Comment faut-il formaliser la semaine de quatre jours ? Par un accord collectif ? Faut-il que le législateur intervienne pour fixer un cadre ?
Formaliser le passage à la semaine de quatre jours, après la phase d'expérimentation, par la conclusion d'un accord collectif est un objectif louable. En toutes hypothèses, avoir du dialogue social autour de cette question est un gage de réussite ultérieure.
Quant à la nécessité de légiférer, il existe déjà beaucoup de solutions possibles dans le cadre actuel pour aménager le passage à la semaine des quatre jours.
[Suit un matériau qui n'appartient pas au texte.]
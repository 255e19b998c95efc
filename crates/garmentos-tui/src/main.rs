//! GarmentsOS TUI - a terminal client for the GarmentsOS workspace.
//!
//! This application signs in against the workspace backend, keeps the user
//! on the subscription-expired screen while the workspace is lapsed, and
//! shows the workspace, profile and reference data otherwise.

mod app;
mod commands;
mod ui;

use std::io;
use std::path::Path;
use std::time::Duration;

use anyhow::Result;
use crossterm::{
    event::{self, DisableMouseCapture, EnableMouseCapture, Event, KeyCode, KeyModifiers},
    execute,
    terminal::{disable_raw_mode, enable_raw_mode, EnterAlternateScreen, LeaveAlternateScreen},
};
use ratatui::{backend::CrosstermBackend, Terminal};
use tracing::info;
use tracing_appender::non_blocking::WorkerGuard;
use tracing_subscriber::{fmt, prelude::*, EnvFilter};

use garmentos_core::config::Config;
use garmentos_core::AuthorityContext;

use app::{App, AppState};
use ui::input::handle_input;
use ui::render::render;

// ============================================================================
// Constants
// ============================================================================

/// Timeout for polling terminal events (in milliseconds)
const EVENT_POLL_TIMEOUT_MS: u64 = 100;

/// Log file written in the cache directory while the TUI owns the terminal
const LOG_FILE: &str = "garmentos.log";

const USAGE: &str = "\
Usage: garmentos [COMMAND]

Without a command, starts the terminal client.

Commands:
  --login     Sign in (reads GARMENTOS_USERNAME / GARMENTOS_PASSWORD if set)
  --logout    Sign out and forget the stored session
  --status    Show the signed-in user and workspace subscription
  --help      Show this message";

fn env_filter() -> EnvFilter {
    // Use RUST_LOG env var to control log level (e.g., RUST_LOG=debug)
    EnvFilter::try_from_default_env().unwrap_or_else(|_| EnvFilter::new("warn"))
}

/// Log to stderr, for headless commands.
fn init_stderr_tracing() {
    tracing_subscriber::registry()
        .with(fmt::layer().with_writer(io::stderr))
        .with(env_filter())
        .init();
}

/// Log to a file so output never lands on the alternate screen. The guard
/// must live until shutdown to flush buffered lines.
fn init_file_tracing(dir: &Path) -> Result<WorkerGuard> {
    std::fs::create_dir_all(dir)?;
    let appender = tracing_appender::rolling::never(dir, LOG_FILE);
    let (writer, guard) = tracing_appender::non_blocking(appender);

    tracing_subscriber::registry()
        .with(fmt::layer().with_writer(writer).with_ansi(false))
        .with(env_filter())
        .init();
    Ok(guard)
}

#[tokio::main]
async fn main() -> Result<()> {
    // Load .env file if present (silently ignore if not found)
    let _ = dotenvy::dotenv();

    let mut config = Config::load()?;

    // Check for CLI commands
    let args: Vec<String> = std::env::args().collect();
    if let Some(command) = args.get(1) {
        if matches!(command.as_str(), "--help" | "-h") {
            println!("{}", USAGE);
            return Ok(());
        }
        init_stderr_tracing();
        let ctx = AuthorityContext::from_config(&config)?;
        let result = match command.as_str() {
            "--login" => commands::login(&mut config, &ctx).await,
            "--logout" => commands::logout(&ctx),
            "--status" => commands::status(&ctx).await,
            other => {
                eprintln!("Unknown command: {}\n\n{}", other, USAGE);
                std::process::exit(2);
            }
        };
        ctx.teardown();
        return result;
    }

    let _log_guard = init_file_tracing(&config.cache_dir()?)?;
    info!("GarmentsOS TUI starting");

    let ctx = AuthorityContext::from_config(&config)?;
    let mut app = App::new(config, ctx);
    app.start_bootstrap();

    // Setup terminal
    enable_raw_mode()?;
    let mut stdout = io::stdout();
    execute!(stdout, EnterAlternateScreen, EnableMouseCapture)?;
    let backend = CrosstermBackend::new(stdout);
    let mut terminal = Terminal::new(backend)?;

    // Main loop
    let result = run_app(&mut terminal, &mut app).await;

    // Restore terminal
    disable_raw_mode()?;
    execute!(
        terminal.backend_mut(),
        LeaveAlternateScreen,
        DisableMouseCapture
    )?;
    terminal.show_cursor()?;

    if let Err(e) = result {
        eprintln!("Error: {}", e);
    }

    app.ctx.teardown();
    info!("GarmentsOS TUI shutting down");
    Ok(())
}

async fn run_app(
    terminal: &mut Terminal<CrosstermBackend<io::Stdout>>,
    app: &mut App,
) -> Result<()> {
    loop {
        // Follow the guard before drawing so a redirect never flashes
        app.reconcile();

        terminal.draw(|f| render(f, app))?;

        // Poll for events with timeout so authority updates are picked up
        if event::poll(Duration::from_millis(EVENT_POLL_TIMEOUT_MS))? {
            if let Event::Key(key) = event::read()? {
                // Ctrl+C to quit
                if key.code == KeyCode::Char('c') && key.modifiers.contains(KeyModifiers::CONTROL) {
                    app.shutdown();
                    return Ok(());
                }

                if handle_input(app, key).await? {
                    return Ok(());
                }
            }
        }

        if matches!(app.state, AppState::Quitting) {
            return Ok(());
        }
    }
}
En revanche, négocier au niveau interprofessionnel constitue toujours une option très intéressante. Un accord national interprofessionnel permet de susciter la discussion, de donner des repères.
Comment arbitrer en cas de divergences sur la volonté de passer à la semaine de quatre jours ?
L'une des questions à se poser est celle de savoir si le passage à la semaine de quatre jours repose sur le volontariat ou non, si deux organisations du travail vont cohabiter. Comme dans le cas du travail hybride, il convient d'organiser des discussions au sein des équipes pour partager les contraintes d'activité et les possibilités offertes par les différentes formules disponibles en termes de conditions de travail. Il s'agit de rechercher le meilleur compromis collectif. Dans tous les cas, la transition vers la semaine de quatre jours doit inclure les managers de proximité.